- _Task requirements_:
Which lines below fall between the one containing "pub mod kernels;" and the one containing "pub use rate_lane::*;"? Repeat them exactly, counting both of those lines, and add nothing else.

-- Supplied data follows --

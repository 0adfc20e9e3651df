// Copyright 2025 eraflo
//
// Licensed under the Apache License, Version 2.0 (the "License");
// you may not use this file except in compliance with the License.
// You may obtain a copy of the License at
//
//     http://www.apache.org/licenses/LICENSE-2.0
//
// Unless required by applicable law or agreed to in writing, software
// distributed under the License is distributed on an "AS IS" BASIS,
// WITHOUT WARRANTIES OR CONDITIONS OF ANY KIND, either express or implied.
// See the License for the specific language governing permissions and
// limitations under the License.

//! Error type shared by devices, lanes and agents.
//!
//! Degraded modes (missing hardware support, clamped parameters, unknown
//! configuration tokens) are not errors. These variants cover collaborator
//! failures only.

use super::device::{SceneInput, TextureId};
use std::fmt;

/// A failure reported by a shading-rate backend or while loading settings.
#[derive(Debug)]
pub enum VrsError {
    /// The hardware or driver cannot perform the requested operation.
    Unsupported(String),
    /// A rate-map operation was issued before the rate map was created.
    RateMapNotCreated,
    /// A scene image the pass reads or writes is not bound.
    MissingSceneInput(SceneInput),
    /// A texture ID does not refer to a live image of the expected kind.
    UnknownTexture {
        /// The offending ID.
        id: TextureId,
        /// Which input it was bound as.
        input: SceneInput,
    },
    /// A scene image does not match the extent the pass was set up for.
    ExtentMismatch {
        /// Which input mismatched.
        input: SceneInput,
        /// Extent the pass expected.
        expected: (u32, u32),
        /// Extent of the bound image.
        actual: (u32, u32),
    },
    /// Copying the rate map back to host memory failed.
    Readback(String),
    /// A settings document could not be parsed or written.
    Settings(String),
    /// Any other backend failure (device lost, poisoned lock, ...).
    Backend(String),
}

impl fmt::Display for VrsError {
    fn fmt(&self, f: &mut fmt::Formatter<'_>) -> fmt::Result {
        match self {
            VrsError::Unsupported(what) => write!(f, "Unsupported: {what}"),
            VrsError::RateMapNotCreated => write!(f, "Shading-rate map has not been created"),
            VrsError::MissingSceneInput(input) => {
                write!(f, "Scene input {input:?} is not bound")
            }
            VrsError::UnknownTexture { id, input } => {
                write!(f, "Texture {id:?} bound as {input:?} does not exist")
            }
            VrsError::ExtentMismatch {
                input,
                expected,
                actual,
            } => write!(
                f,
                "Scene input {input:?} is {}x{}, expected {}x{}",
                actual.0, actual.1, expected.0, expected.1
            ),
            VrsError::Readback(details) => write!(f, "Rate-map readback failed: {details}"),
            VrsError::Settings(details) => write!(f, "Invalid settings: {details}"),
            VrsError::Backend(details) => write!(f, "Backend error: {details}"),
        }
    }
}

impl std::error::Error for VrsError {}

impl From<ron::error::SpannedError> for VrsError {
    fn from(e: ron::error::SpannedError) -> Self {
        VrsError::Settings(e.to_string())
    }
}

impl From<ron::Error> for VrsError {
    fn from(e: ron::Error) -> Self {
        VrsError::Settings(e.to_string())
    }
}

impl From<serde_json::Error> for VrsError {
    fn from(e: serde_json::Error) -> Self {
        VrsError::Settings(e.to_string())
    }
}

-- Supplied data concluded --
-- Supplied data follows --

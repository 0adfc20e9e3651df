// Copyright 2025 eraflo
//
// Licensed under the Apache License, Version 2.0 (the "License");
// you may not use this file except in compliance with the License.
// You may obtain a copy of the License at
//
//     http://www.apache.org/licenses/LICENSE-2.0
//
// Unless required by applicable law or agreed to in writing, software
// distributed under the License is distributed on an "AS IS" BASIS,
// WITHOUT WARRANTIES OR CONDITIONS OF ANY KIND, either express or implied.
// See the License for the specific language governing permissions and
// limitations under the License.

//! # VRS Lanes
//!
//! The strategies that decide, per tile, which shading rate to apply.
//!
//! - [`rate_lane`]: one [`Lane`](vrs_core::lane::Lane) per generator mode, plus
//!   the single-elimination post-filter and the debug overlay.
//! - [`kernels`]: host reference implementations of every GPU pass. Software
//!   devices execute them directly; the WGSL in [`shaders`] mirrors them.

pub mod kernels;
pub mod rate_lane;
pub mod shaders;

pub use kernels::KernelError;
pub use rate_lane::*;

-- Supplied data concluded --

- _Answer space_:
pub mod kernels;
pub mod rate_lane;
pub mod shaders;

pub use kernels::KernelError;
pub use rate_lane::*;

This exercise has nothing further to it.